In a modern West where history is increasingly paved over or fenced in, Wyoming’s notorious Hole in the Wall outlaw hideout stands out as one of few places that remains just as wild as it was more than a century ago.
Here, a towering red rock wall rises 400 feet and stretches, seemingly unbroken, for 35 miles.
There’s an ocean of blue sky above and a sea of green prairiegrass below without another human soul for endless miles. This cliff appears both seamless and impassible — a beautiful, if formidable, sight.
Hidden within that long wall, however, is a single passage where a man can slip past the rock and simply vanish.
And that is what gave this place its name, the Hole in the Wall.
It’s not really a hole in the wall, cowboy historian Clay Gibbons tells visitors on his tours of the remote hideout. It’s more like a notch, just wide enough for a single man on horseback to squeeze through.
Beyond that notch lies a secluded and lush valley just right for grazing stolen cattle and horses, and impossible to see from the outside.
The narrowness of this nearly invisible notch also makes it easy to defend. A lone gunman with plenty of ammunition can hold off a much larger force.

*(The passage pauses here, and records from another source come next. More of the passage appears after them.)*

use crate::WCoord;

/// Position of a point relative to a directed line A→B.
#[derive(Clone, Copy, Debug, PartialEq, Eq, Hash)]
#[repr(i8)]
pub enum Side {
    Left = -1,
    OnLine = 0,
    Right = 1,
}

impl Side {
    /// Classifies the sign of the cross product `(B - A) × (P - A)`
    pub fn from_det(det: WCoord) -> Self {
        match det.signum() {
            -1 => Side::Left,
            1 => Side::Right,
            _ => Side::OnLine,
        }
    }

    /// -1, 0 or +1
    pub fn signum(self) -> i32 {
        self as i32
    }
}
use crate::geometry::primitives::{LineChain, Point, Seg};

//Various checks to verify correctness of the kernel's results
//Used in kernel_assert!() blocks

/// `assert!()` in debug builds or with the `strict-checks` feature, no-op otherwise
macro_rules! kernel_assert {
    ($($arg:tt)+) => {
        if cfg!(any(debug_assertions, feature = "strict-checks")) {
            assert!($($arg)+);
        }
    };
}

pub(crate) use kernel_assert;

pub fn point_within_seg_bbox(seg: &Seg, p: Point) -> bool {
    let (a, b) = (seg.a(), seg.b());
    a.x.min(b.x) <= p.x && p.x <= a.x.max(b.x) && a.y.min(b.y) <= p.y && p.y <= a.y.max(b.y)
}

/// Every segment handed out by the chain aliases consecutive points and carries its own position
pub fn chain_segments_consistent(chain: &LineChain) -> bool {
    let points = chain.points();
    chain.segments().enumerate().all(|(i, seg)| {
        seg.index() == Some(i)
            && !seg.is_local()
            && seg.a() == points[i]
            && seg.b() == points[(i + 1) % points.len()]
    })
}
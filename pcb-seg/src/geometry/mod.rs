/// Enums to classify geometric relations
pub mod geo_enums;

/// Traits shared by the geometric primitives
pub mod geo_traits;

/// Primitive geometric types: points, segments and chains of segments
pub mod primitives;
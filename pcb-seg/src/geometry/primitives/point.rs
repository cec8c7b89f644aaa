use std::fmt::{Display, Formatter};
use std::ops::{Add, Neg, Sub};

use serde::{Deserialize, Serialize};

use crate::util::round_sqrt;
use crate::{Coord, ECoord, WCoord};

/// Position with integer coordinates.
///
/// Subtracting two points yields a [`Vector`] in [`ECoord`], so any two points of the full
/// [`Coord`] range can be combined without overflow.
#[derive(Debug, Clone, Copy, PartialEq, Eq, Hash, Default, Serialize, Deserialize)]
pub struct Point {
    pub x: Coord,
    pub y: Coord,
}

impl Point {
    pub const fn new(x: Coord, y: Coord) -> Self {
        Point { x, y }
    }

    pub fn sq_distance(&self, other: &Point) -> WCoord {
        (*self - *other).squared_euclidean_norm()
    }

    /// Moves the point by `offset`, `None` if the result leaves the [`Coord`] range
    pub fn checked_offset(&self, offset: Vector) -> Option<Point> {
        let x = Coord::try_from((self.x as ECoord).checked_add(offset.x)?).ok()?;
        let y = Coord::try_from((self.y as ECoord).checked_add(offset.y)?).ok()?;
        Some(Point::new(x, y))
    }
}

/// Difference of two [`Point`]s, widened to [`ECoord`].
/// Products of two vectors are formed in [`WCoord`].
#[derive(Debug, Clone, Copy, PartialEq, Eq, Hash, Default)]
pub struct Vector {
    pub x: ECoord,
    pub y: ECoord,
}

impl Vector {
    pub const fn new(x: ECoord, y: ECoord) -> Self {
        Vector { x, y }
    }

    pub fn dot(&self, other: &Vector) -> WCoord {
        self.x as WCoord * other.x as WCoord + self.y as WCoord * other.y as WCoord
    }

    /// z-component of the 3D cross product `self × other`
    pub fn cross(&self, other: &Vector) -> WCoord {
        self.x as WCoord * other.y as WCoord - self.y as WCoord * other.x as WCoord
    }

    pub fn squared_euclidean_norm(&self) -> WCoord {
        self.dot(self)
    }

    /// Euclidean norm, rounded to the nearest integer
    pub fn euclidean_norm(&self) -> ECoord {
        round_sqrt(self.squared_euclidean_norm())
    }
}

impl Sub for Point {
    type Output = Vector;

    fn sub(self, rhs: Point) -> Vector {
        Vector::new(
            self.x as ECoord - rhs.x as ECoord,
            self.y as ECoord - rhs.y as ECoord,
        )
    }
}

impl Add for Vector {
    type Output = Vector;

    fn add(self, rhs: Vector) -> Vector {
        Vector::new(self.x + rhs.x, self.y + rhs.y)
    }
}

impl Neg for Vector {
    type Output = Vector;

    fn neg(self) -> Vector {
        Vector::new(-self.x, -self.y)
    }
}

impl From<Point> for Vector {
    fn from(p: Point) -> Self {
        Vector::new(p.x as ECoord, p.y as ECoord)
    }
}

impl Display for Point {
    fn fmt(&self, f: &mut Formatter<'_>) -> std::fmt::Result {
        write!(f, "[ {} | {} ]", self.x, self.y)
    }
}

impl From<(Coord, Coord)> for Point {
    fn from(p: (Coord, Coord)) -> Self {
        Point::new(p.0, p.1)
    }
}

impl From<Point> for (Coord, Coord) {
    fn from(p: Point) -> Self {
        (p.x, p.y)
    }
}

impl From<Point> for (f32, f32) {
    fn from(p: Point) -> Self {
        (p.x as f32, p.y as f32)
    }
}

#[cfg(test)]
mod tests {
    use super::*;

    #[test]
    fn differences_span_the_full_range() {
        let max = Point::new(Coord::MAX, Coord::MAX);
        let min = Point::new(Coord::MIN, Coord::MIN);
        let span = Coord::MAX as ECoord - Coord::MIN as ECoord;
        assert_eq!(max - min, Vector::new(span, span));
        assert_eq!(min - max, Vector::new(-span, -span));
        assert_eq!((max - min).squared_euclidean_norm(), 2 * (span as WCoord).pow(2));
        assert_eq!(max.sq_distance(&min), 2 * (span as WCoord).pow(2));
    }

    #[test]
    fn products_are_widened() {
        let u = Vector::from(Point::new(Coord::MIN, Coord::MIN));
        let v = Vector::from(Point::new(Coord::MIN, Coord::MAX));
        assert_eq!(u.dot(&u), 2 * (Coord::MIN as WCoord).pow(2));
        assert_eq!(
            u.cross(&v),
            Coord::MIN as WCoord * Coord::MAX as WCoord - (Coord::MIN as WCoord).pow(2)
        );
        assert_eq!(u.squared_euclidean_norm(), u.dot(&u));
    }

    #[test]
    fn norm_rounds_to_nearest() {
        assert_eq!(Vector::new(3, 4).euclidean_norm(), 5);
        assert_eq!(Vector::new(1, 1).euclidean_norm(), 1);
        assert_eq!(Vector::new(2, 3).euclidean_norm(), 4); // √13 ≈ 3.61
        assert_eq!(Vector::default().euclidean_norm(), 0);
    }

    #[test]
    fn arithmetic_and_display() {
        let p = Point::new(3, -2);
        let q: Point = (1, 5).into();
        assert_eq!(p - q, Vector::new(2, -7));
        assert_eq!(-(p - q), q - p);
        assert_eq!((p - q) + (q - p), Vector::default());
        assert_eq!(p.sq_distance(&q), 4 + 49);
        assert_eq!(q.checked_offset(p - q), Some(p));
        assert_eq!(Point::new(Coord::MAX, 0).checked_offset(Vector::new(1, 0)), None);
        assert_eq!(p.checked_offset(Vector::new(ECoord::MAX, 0)), None);
        assert_eq!(format!("{p}"), "[ 3 | -2 ]");
    }
}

That helped keep lawmen at bay for decades, creating a haven for outlaws ranging from Harvey Logan — better known as Kid Curry — to Butch Cassidy.
Though Cassidy didn’t spend as much time here as he did a place further west called Brown’s Hole where three states meet, giving him three directions to escape the law.
Finding The 'Hole'
One of the first things Gibbons does on his tours is teach visitors how to find the nearly invisible passage.
“So there’s that red wall that has no shadows on it,” Gibbons said, pointing toward the red cliffs. “And then there’s this one that has shadows. You see where it comes together? There’s a triangular shadow.
"And at the top left of that triangle there’s a little white dot.”
It looks insignificant. In reality, it’s a flat, white rock measuring 12 feet by 15 feet.
“We’re about 3 miles away from the hole right now, so as we get closer, that will get bigger,” Gibbons said. “But first, we’re going to stop at the Hole in the Wall Fight site, where I put up a state historical marker, and I’ll tell you how I found that location. That’s going to be some story.”
Stories are actually what Gibbons’ Hole in the Wall tours are all about.
They begin the moment his vehicle lurches onto a rugged two-track — less road and more dry riverbed. It’s a ride that jostles the insides in more than one direction at once, even as an untamed and beautiful landscape unfolds.
Gibbons laughs about the roughness of the ride and admits some would question his speed, given the bumpy terrain. But, he adds with a grin, the pace is absolutely necessary.
Even by vehicle, this trip to the Hole in the Wall will take every bit of an entire day, from sunup to sundown. There’s a lot to see and a lot of history to tell, so the truck careens onward without slowing down.
Growing Up With History
Gibbons comes by his love of history naturally. His dad loved it, too.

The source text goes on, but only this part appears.